Выдающийся российский пианист сыграл в Воронежской филармонии клавирабенд из произведений немецкого романтика. В монографическую программу вошли ранние и поздние опусы Роберта Шумана.
Михаила Лидского не зря называют одним из самых интересных исполнителей. Его непохожесть на других ничего общего не имеет с оригинальничаньем, желанием казаться особенным. В случае с Лидским сознание явно определяет материю и всё, что с ней связано: от колоритной внешности до взаимоотношений с инструментом и публикой. Играя на сцене, пианист как будто находится в своей лаборатории, где нет посторонних. Склонившись над рабочим местом, он в буквальном смысле, не разгибая спины, трудится над очередным опытом, логика которого выстроена с педантичной точностью, но результат неизвестен никому.
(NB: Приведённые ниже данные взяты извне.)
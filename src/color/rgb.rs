//! 24-bit RGB color type
//!
//! Colors live in the domain as `#RRGGBB` hex strings. This module provides
//! the parsed representation used for distance math, plus the strict parser
//! and the uppercase canonical form used for storage and comparison.

use std::fmt;
use std::str::FromStr;

use serde::{Deserialize, Deserializer, Serialize, Serializer};

use crate::error::ParseColorError;

/// A 24-bit RGB color.
///
/// Channels are 8-bit integers because the redmean distance formula operates
/// directly on 0..=255 values. The canonical string form is uppercase
/// `#RRGGBB`; parsing is case-insensitive and tolerates surrounding
/// whitespace and a missing `#`, but requires exactly six hex digits —
/// there is no shorthand form in this domain.
///
/// # Example
///
/// ```
/// use chromafit::Rgb;
///
/// let brown: Rgb = "#8b4513".parse().unwrap();
/// assert_eq!(brown, Rgb::from_u24(0x8B4513));
/// assert_eq!(brown.to_string(), "#8B4513");
/// ```
#[derive(Debug, Clone, Copy, PartialEq, Eq, Hash, PartialOrd, Ord)]
pub struct Rgb {
    /// Red channel (0..=255)
    pub r: u8,
    /// Green channel (0..=255)
    pub g: u8,
    /// Blue channel (0..=255)
    pub b: u8,
}

impl Rgb {
    /// Create a color from individual channel values.
    #[inline]
    pub const fn new(r: u8, g: u8, b: u8) -> Self {
        Self { r, g, b }
    }

    /// Create a color from a packed `0xRRGGBB` literal.
    ///
    /// This is the constructor used for the builtin palette tables: it is
    /// `const`, infallible, and keeps the reference data readable as hex.
    ///
    /// # Example
    ///
    /// ```
    /// use chromafit::Rgb;
    ///
    /// let burgundy = Rgb::from_u24(0x800020);
    /// assert_eq!((burgundy.r, burgundy.g, burgundy.b), (0x80, 0x00, 0x20));
    /// ```
    #[inline]
    pub const fn from_u24(value: u32) -> Self {
        Self {
            r: ((value >> 16) & 0xFF) as u8,
            g: ((value >> 8) & 0xFF) as u8,
            b: (value & 0xFF) as u8,
        }
    }

    /// The canonical uppercase `#RRGGBB` form.
    pub fn to_hex(self) -> String {
        format!("#{:02X}{:02X}{:02X}", self.r, self.g, self.b)
    }
}

impl fmt::Display for Rgb {
    fn fmt(&self, f: &mut fmt::Formatter<'_>) -> fmt::Result {
        write!(f, "#{:02X}{:02X}{:02X}", self.r, self.g, self.b)
    }
}

impl FromStr for Rgb {
    type Err = ParseColorError;

    /// Parse a color from a `#RRGGBB` hex string.
    ///
    /// Parsing is case-insensitive; leading/trailing whitespace and the
    /// leading `#` are optional. Exactly six hex digits are required.
    fn from_str(s: &str) -> Result<Self, Self::Err> {
        let s = s.trim();
        let s = s.strip_prefix('#').unwrap_or(s);

        // Byte length check plus ASCII guard so the slicing below cannot
        // land inside a multibyte character.
        if s.len() != 6 || !s.is_ascii() {
            return Err(ParseColorError::InvalidLength {
                found: s.chars().count(),
            });
        }

        let r = u8::from_str_radix(&s[0..2], 16)?;
        let g = u8::from_str_radix(&s[2..4], 16)?;
        let b = u8::from_str_radix(&s[4..6], 16)?;
        Ok(Self { r, g, b })
    }
}

impl Serialize for Rgb {
    fn serialize<S: Serializer>(&self, serializer: S) -> Result<S::Ok, S::Error> {
        serializer.serialize_str(&self.to_hex())
    }
}

impl<'de> Deserialize<'de> for Rgb {
    fn deserialize<D: Deserializer<'de>>(deserializer: D) -> Result<Self, D::Error> {
        let s = String::deserialize(deserializer)?;
        s.parse().map_err(serde::de::Error::custom)
    }
}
Для клавирабенда в Воронеже Михаил Лидский выбрал музыку Роберта Шумана. При жизни этого композитора исполняли нечасто: современникам он казался странным и непонятным. Сегодня Шуман для нас — безусловный гений, однако, сказать, что мы стали понимать его лучше, слишком самонадеянно. В Шумане Лидский открывает нам то, что скрыто за устоявшимися представлениями о личности автора и слоем многочисленных интерпретаций.
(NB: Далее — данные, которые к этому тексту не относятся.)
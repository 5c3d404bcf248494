//! Palette compatibility scoring.

mod best_match;
mod scorer;

pub use best_match::{best_matches, PaletteMatch, DEFAULT_MATCH_THRESHOLD};
pub use scorer::{
    score_item, PaletteScores, AVOID_CLASH_SCORE, GOOD_MATCH_DISTANCE, MAX_MEANINGFUL_DISTANCE,
    NO_COLOR_DATA_SCORE, PERFECT_MATCH_DISTANCE, UNRELATED_SCORE,
};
Виртуозная Токката до мажор ор. 7 предстает поэтичным этюдом. Аллегро си минор ор. 8 похоже на картину, состоящую из множества мелких деталей и сюжетов. Слушая Лидского, ясно осознаешь, что Шуман — художник будущего. Аллегро разрастается до масштабов полотна Кандинского «Композиция № 7»: пианист воспроизводит и образ Райского Сада, и Всемирный Потоп, и Судный День, и Воскрешение из мертвых.
В программной «Крейслериане» ор. 16 Лидского меньше всего волнуют «Фантазии в манере Калло» и образ безумного капельмейстера Иоганнеса Крейслера. И всё же Гофман здесь присутствует, да еще как: в стиле изложения, нетривиальности сюжета, особой манере повествования. Лидский не поет, он декламирует — с безошибочной интонацией и паузами, настолько точными, что они убеждают наравне со звуками. В «Крейслериане» Лидского нет сверкания молний и явления страшных привидений. Нет в ней ни позы, ни пафоса. Нет нарочитой таинственности, но есть сокровенность. Шуман был восторженным затворником. Чтобы играть его музыку, нужно обладать большим сердцем и самому быть немного безумным с точки зрения обывателя.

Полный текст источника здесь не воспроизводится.